To Prove: ( \sin \theta +  \mathrm{cosec} \theta )^2 + (\cos \theta + \sec \theta)^2 = 7 + \tan^2 \theta + \cot^2 \theta

LHS = ( \sin \theta +  \mathrm{cosec} \theta )^2 + (\cos \theta + \sec \theta)^2

= \sin^2 \theta + 2 \sin \theta  \ \mathrm{cosec} \theta + \mathrm{cosec}^2 \theta + \cos^2 \theta + \sec^2 \theta + 2 \cos \theta \ \sec \theta

= 1 + 2 + 2 +  \mathrm{cosec}^2 \theta + \sec^2 \theta

= 5 + ( 1+ \cot^2 \theta) + ( 1 + \tan^2 \theta)

= 7 + \tan^2 \theta + \cot^2 \theta

= RHS. Hence proved.

Or

To Prove: (1 + \cot A -  \mathrm{cosec} A)(1 + \tan A + \sec A) = 2

LHS = (1 + \cot A -  \mathrm{cosec} A)(1 + \tan A + \sec A)

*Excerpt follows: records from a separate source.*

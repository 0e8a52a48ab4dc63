//! Configuration module for the Feed Engine.
//! Reads settings from the environment and wires the pipeline components.
mod dependencies;
pub mod handlers;
pub mod settings;

pub use dependencies::Dependencies;
pub use settings::{ConnectionMode, DatabaseSettings, Settings, StorageBackend};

= \Big( 1 + \frac{\cos A}{\sin A} - \frac{1}{\sin A} \Big ) \Big(1 + \frac{\sin A}{\cos A} + \frac{1}{\cos A} \Big)

= \Big( \frac{\sin A + \cos A - 1}{\sin A} \Big)  \Big( \frac{\cos A + \sin A + 1}{\cos A} \Big)

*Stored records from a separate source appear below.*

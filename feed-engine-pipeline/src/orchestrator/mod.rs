//! Orchestrator module for the feed engine.
//!
//! Coordinates the consumer and the feed engine: classifies every polled
//! event, partitions a batch into groups of events sharing an ordering key and
//! applies the partitions on a bounded worker pool, strictly in queue order
//! within each partition.
mod barriers;
mod engine;

pub use engine::{ApplyReport, FeedEngine};

use std::collections::HashSet;
use std::sync::Arc;
use std::sync::atomic::{AtomicU64, Ordering};

use chrono::Utc;
use feed_engine_repository::EventTransition;
use feed_engine_shared::types::{Event, EventId, EventOutcome, EventStatus};
use tokio::sync::{Semaphore, broadcast, mpsc};
use tokio::task::JoinSet;
use tokio::time::{Duration, interval};
use tokio_retry::RetryIf;
use tokio_retry::strategy::{ExponentialBackoff, jitter};
use tracing::{debug, error, info, instrument, warn};

use crate::consumer::{ConsumeEvents, EventQueue, StreamMessage};
use crate::errors::OrchestratorError;
use crate::maintenance::MaintenanceTask;
use crate::processor::EventPlan;
use barriers::KeyBarriers;

/// Configuration for the orchestrator.
#[derive(Debug, Clone)]
pub struct OrchestratorConfig {
    /// Size of the message channel buffer.
    pub channel_buffer_size: usize,
    /// Partitions and maintenance tasks running at once.
    pub workers: usize,
    pub progress_interval: Duration,
    /// Attempts for a maintenance task failing transiently.
    pub task_retries: usize,
}

impl Default for OrchestratorConfig {
    fn default() -> Self {
        Self {
            channel_buffer_size: 16,
            workers: 8,
            progress_interval: Duration::from_secs(10),
            task_retries: 5,
        }
    }
}

/// Counters reported by the progress timer.
#[derive(Debug, Default)]
pub struct ProcessingStats {
    pub events_processed: AtomicU64,
    pub events_failed: AtomicU64,
    pub aggregates_touched: AtomicU64,
    pub milestones_fired: AtomicU64,
    pub tasks_run: AtomicU64,
}

impl ProcessingStats {
    fn record(&self, outcome: &EventOutcome, report: Option<&ApplyReport>) {
        self.events_processed.fetch_add(1, Ordering::Relaxed);
        if matches!(outcome, EventOutcome::Transient(_) | EventOutcome::Permanent(_)) {
            self.events_failed.fetch_add(1, Ordering::Relaxed);
        }
        if let Some(report) = report {
            self.aggregates_touched
                .fetch_add(report.aggregates_touched as u64, Ordering::Relaxed);
            self.milestones_fired
                .fetch_add(report.milestones_fired as u64, Ordering::Relaxed);
        }
    }
}

/// A classified event with the ordering keys of its plan.
struct Keyed {
    event: Event,
    plan: EventPlan,
    keys: Vec<String>,
}

/// Events of one batch connected through shared ordering keys, in queue
/// order.
#[derive(Default)]
struct Partition {
    keys: HashSet<String>,
    items: Vec<Keyed>,
}

impl Partition {
    fn shares_key(&self, keys: &[String]) -> bool {
        keys.iter().any(|key| self.keys.contains(key))
    }

    fn absorb(&mut self, other: Partition) {
        self.keys.extend(other.keys);
        self.items.extend(other.items);
    }
}

/// Groups classified events so that any two sharing an ordering key end up in
/// the same partition, keeping queue order inside each partition.
fn partition_batch(classified: Vec<(Event, EventPlan)>) -> Vec<Partition> {
    let mut partitions: Vec<Partition> = Vec::new();
    for (event, plan) in classified {
        let keys = plan.ordering_keys(&event);
        let overlapping: Vec<usize> = partitions
            .iter()
            .enumerate()
            .filter(|(_, partition)| partition.shares_key(&keys))
            .map(|(index, _)| index)
            .collect();

        let mut merged = Partition::default();
        for index in overlapping.into_iter().rev() {
            merged.absorb(partitions.remove(index));
        }
        merged.keys.extend(keys.iter().cloned());
        merged.items.push(Keyed { event, plan, keys });
        merged.items.sort_by_key(|keyed| keyed.event.id);
        partitions.push(merged);
    }
    partitions
}

/// Orchestrator that coordinates the consumer and the feed engine.
///
/// The orchestrator:
/// - Routes batches from the consumer to the worker pool and acknowledges them
/// - Keeps events with the same ordering key in queue order, across retries
/// - Runs maintenance tasks on the same pool
/// - Handles shutdown signals and reports progress
pub struct Orchestrator {
    consumer: Arc<dyn ConsumeEvents>,
    worker: PartitionWorker,
    config: OrchestratorConfig,
    shutdown_tx: broadcast::Sender<()>,
    tasks: Option<mpsc::Receiver<MaintenanceTask>>,
    pool: Arc<Semaphore>,
}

= \frac{(\sin A + \cos A)^2 - 1}{\sin A \ \cos A} 

= \frac{\sin^2 A + \cos^2 A + 2\sin A \ \cos A -1 }{\sin A \ \cos A} 

= \frac{ 2\sin A \ \cos A  }{\sin A \ \cos A} 

= 2 = RHS. Hence proved.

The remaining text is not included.